Comprehensive Guide On Bokeh Scatter Plot

Scatter plots are highly important charts in data science. If you are good at creating good scatter plots then you can discover important insights from your data.

In this article, we will use Bokeh to create scatter plots using a sales dataset. Bokeh is a modern, feature-rich, and easy-to-use Python library for data visualization.

I urge you to run the code alongside this tutorial and I am sure you will become a master at making scatter plots with Bokeh.

Import a sales dataset as a Pandas dataframe

Let’s import a sales dataset that we will use to create scatter plots using Bokeh and Python. You can download the dataset from Kaggle and keep the CSV file in your working directory.

import pandas as pd
# read data from CSV file
df = pd.read_csv("department_store_dataset.csv")
df.head()
indexSellerDepartmentRevenueRevenue_GoalMarginMargin_GoalDateSales_QuantityCustomers
0Letícia NascimentoEletrônicos6139.411857.660.140.182017-01-0150213
1Ana SousaEletrônicos7044.965236.010.30.172017-01-0152256
2Gustavo MartinsEletrônicos4109.851882.470.140.22017-01-0133189
3Beatriz SantosVestuário315.32069.080.20.172017-01-0126
4Camila LimaVestuário1672.333587.070.240.142017-01-011250

Data description

  • Seller: Salesperson’s name.
  • Department: Department to which the salesperson belongs.
  • Revenue: Revenue generated by the salesperson on the respective day.
  • Revenue Goal: Salesperson’s revenue goal for the respective day.
  • Margin: Gross profit margin achieved by the salesperson on the respective day.
  • Margin Goal: Salesperson’s profit margin goal for the respective day.
  • Date: Date on which the sales were recorded.
  • Sales Quantity: Number of customers who actually made a purchase.
  • Customers: Total number of customers served.

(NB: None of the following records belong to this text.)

/// The main rendering engine backed by wgpu.
pub struct RenderEngine {
    /// The wgpu instance.
    pub instance: wgpu::Instance,
    /// The wgpu adapter.
    pub adapter: wgpu::Adapter,
    /// The wgpu device.
    pub device: wgpu::Device,
    /// The wgpu queue.
    pub queue: wgpu::Queue,
    /// The render surface (None for headless).
    pub surface: Option<wgpu::Surface<'static>>,
    /// Surface configuration. For headless engines this only records the
    /// size and color format of the offscreen target.
    pub surface_config: wgpu::SurfaceConfiguration,
    /// Depth texture.
    pub depth_texture: wgpu::Texture,
    /// Depth texture view.
    pub depth_view: wgpu::TextureView,
    /// Current viewport width.
    pub width: u32,
    /// Current viewport height.
    pub height: u32,
    /// Camera uniform buffer.
    pub camera_buffer: wgpu::Buffer,
    /// Light uniform buffer.
    pub light_buffer: wgpu::Buffer,
    pub(crate) pipelines: ScenePipelines,
    pub(crate) prepared: Option<PreparedScene>,
    pub(crate) offscreen: Option<OffscreenTarget>,
}

impl RenderEngine {
    /// Creates a new windowed render engine.
    pub async fn new_windowed(window: Arc<winit::window::Window>) -> RenderResult<Self> {
        let instance = Self::create_instance();
        let surface = instance.create_surface(window.clone())?;

        let adapter = instance
            .request_adapter(&wgpu::RequestAdapterOptions {
                power_preference: wgpu::PowerPreference::HighPerformance,
                compatible_surface: Some(&surface),
                force_fallback_adapter: false,
            })
            .await
            .map_err(|_| RenderError::AdapterCreationFailed)?;

        let (device, queue) = Self::request_device(&adapter, "tankview device").await?;

        let size = window.inner_size();
        let width = size.width.max(1);
        let height = size.height.max(1);

        let surface_caps = surface.get_capabilities(&adapter);
        let surface_format = surface_caps
            .formats
            .iter()
            .find(|f| f.is_srgb())
            .or_else(|| surface_caps.formats.first())
            .copied()
            .ok_or_else(|| RenderError::Surface("surface reports no formats".to_string()))?;
        let alpha_mode = surface_caps
            .alpha_modes
            .first()
            .copied()
            .unwrap_or(wgpu::CompositeAlphaMode::Auto);

        let surface_config = wgpu::SurfaceConfiguration {
            usage: wgpu::TextureUsages::RENDER_ATTACHMENT,
            format: surface_format,
            width,
            height,
            present_mode: wgpu::PresentMode::AutoVsync,
            alpha_mode,
            view_formats: vec![],
            desired_maximum_frame_latency: 2,
        };
        surface.configure(&device, &surface_config);
        log::info!("window surface {width}x{height} ({surface_format:?})");

        Ok(Self::assemble(
            instance,
            adapter,
            device,
            queue,
            Some(surface),
            surface_config,
        ))
    }

    /// Creates a render engine that draws into an offscreen texture.
    pub async fn new_headless(width: u32, height: u32) -> RenderResult<Self> {
        let instance = Self::create_instance();

        let adapter = instance
            .request_adapter(&wgpu::RequestAdapterOptions {
                power_preference: wgpu::PowerPreference::HighPerformance,
                compatible_surface: None,
                force_fallback_adapter: false,
            })
            .await
            .map_err(|_| RenderError::AdapterCreationFailed)?;

        let (device, queue) = Self::request_device(&adapter, "tankview device (headless)").await?;

        let surface_config = wgpu::SurfaceConfiguration {
            usage: wgpu::TextureUsages::RENDER_ATTACHMENT | wgpu::TextureUsages::COPY_SRC,
            format: OFFSCREEN_FORMAT,
            width: width.max(1),
            height: height.max(1),
            present_mode: wgpu::PresentMode::Fifo,
            alpha_mode: wgpu::CompositeAlphaMode::Auto,
            view_formats: vec![],
            desired_maximum_frame_latency: 2,
        };

        let mut engine = Self::assemble(instance, adapter, device, queue, None, surface_config);
        engine.offscreen = Some(engine.create_offscreen_target());
        Ok(engine)
    }

    fn create_instance() -> wgpu::Instance {
        wgpu::Instance::new(&wgpu::InstanceDescriptor {
            backends: wgpu::Backends::all(),
            ..wgpu::InstanceDescriptor::default()
        })
    }

    async fn request_device(
        adapter: &wgpu::Adapter,
        label: &str,
    ) -> RenderResult<(wgpu::Device, wgpu::Queue)> {
        let info = adapter.get_info();
        log::info!("using adapter {} ({:?})", info.name, info.backend);

        Ok(adapter
            .request_device(&wgpu::DeviceDescriptor {
                label: Some(label),
                required_features: wgpu::Features::empty(),
                required_limits: wgpu::Limits::default(),
                memory_hints: wgpu::MemoryHints::default(),
                trace: wgpu::Trace::default(),
                experimental_features: wgpu::ExperimentalFeatures::default(),
            })
            .await?)
    }

    fn assemble(
        instance: wgpu::Instance,
        adapter: wgpu::Adapter,
        device: wgpu::Device,
        queue: wgpu::Queue,
        surface: Option<wgpu::Surface<'static>>,
        surface_config: wgpu::SurfaceConfiguration,
    ) -> Self {
        let width = surface_config.width;
        let height = surface_config.height;
        let (depth_texture, depth_view) = Self::create_depth_texture(&device, width, height);

        let camera_buffer = device.create_buffer_init(&wgpu::util::BufferInitDescriptor {
            label: Some("camera uniforms"),
            contents: bytemuck::cast_slice(&[CameraUniforms::default()]),
            usage: wgpu::BufferUsages::UNIFORM | wgpu::BufferUsages::COPY_DST,
        });
        let light_buffer = device.create_buffer_init(&wgpu::util::BufferInitDescriptor {
            label: Some("light uniforms"),
            contents: bytemuck::cast_slice(&[LightUniforms::default()]),
            usage: wgpu::BufferUsages::UNIFORM | wgpu::BufferUsages::COPY_DST,
        });

        let pipelines = ScenePipelines::new(&device, surface_config.format);

        Self {
            instance,
            adapter,
            device,
            queue,
            surface,
            surface_config,
            depth_texture,
            depth_view,
            width,
            height,
            camera_buffer,
            light_buffer,
            pipelines,
            prepared: None,
            offscreen: None,
        }
    }

    /// Resizes the render target. Zero-sized requests are ignored.
    pub fn resize(&mut self, width: u32, height: u32) {
        if width == 0 || height == 0 {
            log::debug!("ignoring resize to {width}x{height}");
            return;
        }

        self.width = width;
        self.height = height;
        self.surface_config.width = width;
        self.surface_config.height = height;

        if let Some(ref surface) = self.surface {
            surface.configure(&self.device, &self.surface_config);
        }
        if self.offscreen.is_some() {
            self.offscreen = Some(self.create_offscreen_target());
        }

        let (depth_texture, depth_view) = Self::create_depth_texture(&self.device, width, height);
        self.depth_texture = depth_texture;
        self.depth_view = depth_view;
    }

    fn create_depth_texture(
        device: &wgpu::Device,
        width: u32,
        height: u32,
    ) -> (wgpu::Texture, wgpu::TextureView) {
        let texture = device.create_texture(&wgpu::TextureDescriptor {
            label: Some("depth texture"),
            size: wgpu::Extent3d {
                width,
                height,
                depth_or_array_layers: 1,
            },
            mip_level_count: 1,
            sample_count: 1,
            dimension: wgpu::TextureDimension::D2,
            format: DEPTH_FORMAT,
            usage: wgpu::TextureUsages::RENDER_ATTACHMENT,
            view_formats: &[],
        });
        let view = texture.create_view(&wgpu::TextureViewDescriptor::default());
        (texture, view)
    }

    fn create_offscreen_target(&self) -> OffscreenTarget {
        let texture = self.device.create_texture(&wgpu::TextureDescriptor {
            label: Some("offscreen color"),
            size: wgpu::Extent3d {
                width: self.surface_config.width,
                height: self.surface_config.height,
                depth_or_array_layers: 1,
            },
            mip_level_count: 1,
            sample_count: 1,
            dimension: wgpu::TextureDimension::D2,
            format: OFFSCREEN_FORMAT,
            usage: wgpu::TextureUsages::RENDER_ATTACHMENT | wgpu::TextureUsages::COPY_SRC,
            view_formats: &[],
        });
        let view = texture.create_view(&wgpu::TextureViewDescriptor::default());
        OffscreenTarget { texture, view }
    }

    /// Uploads camera uniforms.
    pub fn update_camera_uniforms(&self, camera: &Camera) {
        self.queue.write_buffer(
            &self.camera_buffer,
            0,
            bytemuck::cast_slice(&[CameraUniforms::new(camera)]),
        );
    }

    /// Uploads light uniforms.
    pub fn update_light_uniforms(&self, lights: &[Light]) {
        self.queue.write_buffer(
            &self.light_buffer,
            0,
            bytemuck::cast_slice(&[LightUniforms::new(lights)]),
        );
    }

    /// Returns the viewport dimensions.
    #[must_use]
    pub fn dimensions(&self) -> (u32, u32) {
        (self.width, self.height)
    }

    /// Returns true if the engine renders into a window.
    #[must_use]
    pub fn is_windowed(&self) -> bool {
        self.surface.is_some()
    }
}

Bokeh scatter plot from dataframe

Let’s create a simple scatter plot from a pandas dataframe using Bokeh. I will create a plot between ‘Revenue’ and ‘Sales_Quantity’ metrics.

First import some important functions from Bokeh.

from bokeh.plotting import figure, show
from bokeh.io import output_notebook

This line below is needed for the plot to appear in a Jupyter Notebook or Google Colab.

output_notebook()
p = figure()

# add a scatter renderer
p.circle(df['Revenue'], df['Sales_Quantity'])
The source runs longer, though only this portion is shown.